Viele Kongolesen hegen nun den begründeten Verdacht, dass sich auch mit einem Wahlsieg Tshisekedis nichts daran ändern wird. Tatsächlich könnte eine Absprache mit diesem Oppositionskandidaten aus Sicht des scheidenden Präsidenten Kabila, der sich in seiner Amtszeit hemmungslos bereichert hat, ein schlauer Zug sein. Kabila ist vor allem daran gelegen, eine Strafverfolgung zu verhindern. Das könnte ihm Tshisekedi im Gegenzug für seine Anerkennung als Wahlsieger garantieren.

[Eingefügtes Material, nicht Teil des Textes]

//! # Feedstore
//!
//! A data feed ingestion, versioning, and semantic retrieval pipeline.
//!
//! Feedstore takes an uploaded file or pasted text, extracts canonical
//! text and structural metadata, scans it for recognizable concepts,
//! embeds it through a local model service, and decides whether the new
//! content materially differs from the stored version before committing.
//! History is snapshotted on every material change, deletion is soft and
//! audited, and stored embeddings back cosine-similarity search.
//!
//! ## Architecture
//!
//! ```text
//! ┌──────────────┐   ┌───────────────┐   ┌───────────────┐
//! │ File / text  │──▶│   Pipeline     │──▶│    SQLite      │
//! │ submission   │   │ Extract+Embed │   │ Docs+Versions │
//! └──────────────┘   │  +Versioning  │   │  +Audit log   │
//!                    └───────────────┘   └──────┬────────┘
//!                                               │
//!                                         ┌─────▼─────┐
//!                                         │ Semantic  │
//!                                         │  search   │
//!                                         └───────────┘
//! ```
//!
//! ## Modules
//!
//! | Module | Purpose |
//! |--------|---------|
//! | [`config`] | TOML configuration parsing |
//! | [`models`] | Core data types |
//! | [`error`] | Error taxonomy |
//! | [`extract`] | Content extraction (plain, tabular, spreadsheet, direct) |
//! | [`concepts`] | Concept extraction and key→location mapping |
//! | [`embedding`] | Embedding provider abstraction |
//! | [`versioning`] | Similarity-based version decision |
//! | [`repository`] | Document store, version history, soft delete |
//! | [`audit`] | Append-only deletion ledger |
//! | [`ingest`] | Submission pipeline orchestration |
//! | [`search`] | Cosine-similarity retrieval |
//! | [`db`] | Database connection |
//! | [`migrate`] | Schema migrations |

pub mod audit;
pub mod concepts;
pub mod config;
pub mod db;
pub mod embedding;
pub mod error;
pub mod extract;
pub mod ingest;
pub mod migrate;
pub mod models;
pub mod repository;
pub mod search;
pub mod versioning;
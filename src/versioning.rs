//! Version-control decision logic.
//!
//! On re-ingestion under an existing identity, the new embedding is
//! compared to the stored one and the outcome decides whether the document
//! is reprocessed. The unchanged interval is closed: similarity exactly at
//! the threshold classifies as unchanged. When either embedding is
//! unavailable equivalence cannot be proven, so the engine errs toward
//! preserving history and commits a new version.

use crate::embedding::compare;

/// Outcome of comparing a fresh ingestion against stored state.
#[derive(Debug, Clone, Copy, PartialEq)]
pub enum VersionDecision {
    /// No prior version exists; commit version 1.
    FirstVersion,
    /// Content is within the threshold of the stored version; skip
    /// reprocessing and leave the counter untouched.
    Unchanged { similarity: f32 },
    /// Content materially changed (or equivalence could not be
    /// determined); snapshot the prior state and commit a new version.
    Changed { similarity: Option<f32> },
}

/// Decide how a re-ingestion resolves.
///
/// `stored` is the embedding currently on the document (absent when the
/// prior ingestion was degraded); `fresh` is the newly computed one.
pub fn decide(
    has_prior_version: bool,
    stored: Option<&[f32]>,
    fresh: Option<&[f32]>,
    threshold: f32,
) -> VersionDecision {
    if !has_prior_version {
        return VersionDecision::FirstVersion;
    }

    match compare(stored, fresh) {
        Some(similarity) if similarity >= threshold => VersionDecision::Unchanged { similarity },
        Some(similarity) => VersionDecision::Changed {
            similarity: Some(similarity),
        },
        None => VersionDecision::Changed { similarity: None },
    }
}

#[cfg(test)]
mod tests {
    use super::*;

    const THRESHOLD: f32 = 0.95;
    const EPS: f32 = 1e-4;

    /// Build a unit vector whose cosine against the x axis is exactly `c`.
    fn vector_with_cosine(c: f32) -> Vec<f32> {
        vec![c, (1.0 - c * c).sqrt()]
    }

    #[test]
    fn first_ingestion_always_commits() {
        assert_eq!(
            decide(false, None, None, THRESHOLD),
            VersionDecision::FirstVersion
        );
    }

    #[test]
    fn similarity_at_threshold_is_unchanged() {
        let a = vec![1.0f32, 0.0];
        let b = vector_with_cosine(THRESHOLD);
        match decide(true, Some(&a), Some(&b), THRESHOLD) {
            VersionDecision::Unchanged { similarity } => {
                assert!((similarity - THRESHOLD).abs() < EPS)
            }
            other => panic!("expected Unchanged, got {:?}", other),
        }
    }

    #[test]
    fn similarity_just_below_threshold_is_changed() {
        let a = vec![1.0f32, 0.0];
        let b = vector_with_cosine(THRESHOLD - EPS * 10.0);
        assert!(matches!(
            decide(true, Some(&a), Some(&b), THRESHOLD),
            VersionDecision::Changed { similarity: Some(_) }
        ));
    }

    #[test]
    fn similarity_just_above_threshold_is_unchanged() {
        let a = vec![1.0f32, 0.0];
        let b = vector_with_cosine(THRESHOLD + EPS * 10.0);
        assert!(matches!(
            decide(true, Some(&a), Some(&b), THRESHOLD),
            VersionDecision::Unchanged { .. }
        ));
    }

    #[test]
    fn identical_vectors_are_unchanged() {
        let a = vec![0.3f32, -0.2, 0.9];
        assert!(matches!(
            decide(true, Some(&a), Some(&a), THRESHOLD),
            VersionDecision::Unchanged { .. }
        ));
    }

    #[test]
    fn unavailable_embedding_forces_changed() {
        let a = vec![1.0f32, 0.0];
        assert_eq!(
            decide(true, None, Some(&a), THRESHOLD),
            VersionDecision::Changed { similarity: None }
        );
        assert_eq!(
            decide(true, Some(&a), None, THRESHOLD),
            VersionDecision::Changed { similarity: None }
        );
        assert_eq!(
            decide(true, None, None, THRESHOLD),
            VersionDecision::Changed { similarity: None }
        );
    }
}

Der Zweitplatzierte Martin Fayulu spricht prompt von Wahlbetrug. Auch das ist allerdings in vielen afrikanischen Ländern ein Reflex der jeweils unterlegenen Kandidaten. Nun drohen Unruhen. Das ist kaum verwunderlich in einem Land ohne funktionierende Institutionen, in dem Politik immer ein Machtspiel um alles oder nichts gewesen ist.